Amendment No. 3 to Schedule 14D-9

 

 

SECURITIES AND EXCHANGE COMMISSION

WASHINGTON, D.C. 20549

 

 

SCHEDULE 14D-9

Rule 14d-101

SOLICITATION/RECOMMENDATION STATEMENT

Under Section 14(d)(4)

of the Securities Exchange Act of 1934

(Amendment No. 3)

 

 

DUSA PHARMACEUTICALS, INC.

(Name of Subject Company)

 

 

DUSA PHARMACEUTICALS, INC.

(Name of Person(s) Filing Statement)

 

 

Common Stock, no par per share

(Title of Class of Securities)

266898105

(CUSIP Number of Class of Securities)

Robert F. Doman

Chief Executive Officer

25 Upton Drive

Wilmington, MA 01887

(978) 657-7500

(Name, Address and Telephone Number of Person Authorized to Receive

Notices and Communications on Behalf of the Person(s) Filing Statement)

With a copy to:

Nanette W. Mantell, Esq.

Reed Smith LLP

136 Main Street, Suite 250

Princeton, NJ 08540

(609) 514-8542

 

 

 

¨ Check the box if the filing relates solely to preliminary communications made before the commencement of a tender offer.

 

 

 


Purpose of the Amendment.

This Amendment No. 3 (this “Amendment No. 3”) amends the Solicitation/Recommendation Statement on Schedule 14D-9, as originally filed with the Securities and Exchange Commission (“SEC”) on November 21, 2012 (which together with Amendment No. 1 filed on November 29, 2012, Amendment No. 2 filed on December 3, 2012 and this Amendment No. 3, and as subsequently amended and supplemented from time to time, collectively constitute the “14D-9”), by DUSA Pharmaceuticals, Inc., a New Jersey corporation (the “Company”). The 14D-9 relates to the cash tender offer (the “Tender Offer” or “Offer”) by Caraco Acquisition Corp., a New Jersey corporation (“Acquisition Sub”), a wholly-owned subsidiary of Caraco Pharmaceutical Laboratories, Ltd. (“CPL”), a Michigan corporation, a subsidiary of Sun Pharmaceutical Industries Limited, a corporation organized under the laws of India (“Sun Pharma”), to purchase all of the Company’s outstanding shares of common stock at a price of $8.00 per share, payable net to the seller in cash without interest thereon, less any applicable withholding taxes, upon the terms and subject to the conditions set forth in Acquisition Sub’s Offer to Purchase dated November 21, 2012 (as amended or supplemented from time to time, the “Offer to Purchase”), and in the related Letter of Transmittal (as amended or supplemented from time to time, the “Letter of Transmittal”). The Offer to Purchase and related Letter of Transmittal were filed as Exhibits (a)(1) and (a)(2), respectively, to the 14D-9. CPL is owned by Sun Pharma Global, Inc., a corporation organized under the laws of the British Virgin Islands (“Sun Global”), and Sun Pharma. Sun Global is wholly owned by Sun Pharma.
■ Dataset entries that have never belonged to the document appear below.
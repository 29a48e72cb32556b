//! Spreadsheet (xlsx, xls, ods) loading via calamine.

use std::io::Cursor;

use calamine::{Data, ExcelDateTime, Reader, open_workbook_auto_from_rs};
use chrono::NaiveTime;
use tracing::debug;

use crate::error::{IngestError, Result};

/// Reads the first worksheet that contains any data as positional records.
pub fn read_workbook_records(bytes: &[u8]) -> Result<Vec<Vec<String>>> {
    let mut workbook = open_workbook_auto_from_rs(Cursor::new(bytes.to_vec()))?;
    let sheet_names: Vec<String> = workbook.sheet_names().to_vec();

    for sheet_name in &sheet_names {
        let range = workbook.worksheet_range(sheet_name)?;
        let (height, width) = range.get_size();
        if height == 0 || width == 0 {
            debug!(sheet = %sheet_name, "skipping empty sheet");
            continue;
        }

        let records: Vec<Vec<String>> = range
            .rows()
            .map(|row| row.iter().map(cell_to_string).collect())
            .collect();
        if records
            .iter()
            .all(|record| record.iter().all(|cell| cell.trim().is_empty()))
        {
            continue;
        }

        debug!(sheet = %sheet_name, rows = height, columns = width, "reading sheet");
        return Ok(records);
    }

    Err(IngestError::NoSheets)
}

/// Renders a cell the way a user would have typed it.
fn cell_to_string(cell: &Data) -> String {
    match cell {
        Data::Empty => String::new(),
        Data::String(s) => s.clone(),
        Data::Int(i) => i.to_string(),
        Data::Float(f) => {
            if f.fract() == 0.0 && f.abs() < 1e15 {
                format!("{}", *f as i64)
            } else {
                f.to_string()
            }
        }
        Data::Bool(b) => if *b { "TRUE" } else { "FALSE" }.to_string(),
        Data::DateTime(dt) => datetime_to_string(dt),
        Data::DateTimeIso(s) | Data::DurationIso(s) => s.clone(),
        Data::Error(_) => String::new(),
    }
}

/// Dates render as ISO `YYYY-MM-DD`, with the time only when there is one.
/// Durations keep their serial value.
fn datetime_to_string(dt: &ExcelDateTime) -> String {
    if dt.is_duration() {
        return dt.as_f64().to_string();
    }
    match dt.as_datetime() {
        Some(value) if value.time() == NaiveTime::MIN => value.format("%Y-%m-%d").to_string(),
        Some(value) => value.format("%Y-%m-%d %H:%M:%S").to_string(),
        None => dt.as_f64().to_string(),
    }
}

#[cfg(test)]
mod tests {
    use super::*;
    use calamine::ExcelDateTimeType;

    #[test]
    fn test_cell_to_string() {
        assert_eq!(cell_to_string(&Data::Float(7.0)), "7");
        assert_eq!(cell_to_string(&Data::Float(7.5)), "7.5");
        assert_eq!(cell_to_string(&Data::Int(12)), "12");
        assert_eq!(cell_to_string(&Data::Bool(true)), "TRUE");
        assert_eq!(cell_to_string(&Data::Empty), "");
        assert_eq!(cell_to_string(&Data::String("Ada".into())), "Ada");
    }

    #[test]
    fn test_date_cells_render_as_iso() {
        let date = |serial| Data::DateTime(ExcelDateTime::new(serial, ExcelDateTimeType::DateTime, false));
        assert_eq!(cell_to_string(&date(45123.0)), "2023-07-16");
        assert_eq!(cell_to_string(&date(45123.5)), "2023-07-16 12:00:00");
        assert_eq!(cell_to_string(&date(36526.0)), "2000-01-01");
    }

    #[test]
    fn test_garbage_container_is_an_error() {
        let result = read_workbook_records(b"PK\x03\x04not really a zip");
        assert!(matches!(result, Err(IngestError::Spreadsheet { .. })));
    }
}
The Tender Offer is being made pursuant to an Agreement and Plan of Merger, dated as of November 8, 2012 (as it may be amended from time to time, the “Merger Agreement”), by and among Sun Pharma, Acquisition Sub and the Company. Sun Pharma assigned its rights under the Merger Agreement as of November 16, 2012 to CPL. Notwithstanding such assignment, in accordance with the terms of the Merger Agreement, Sun Pharma remains liable and obligated under the Merger Agreement.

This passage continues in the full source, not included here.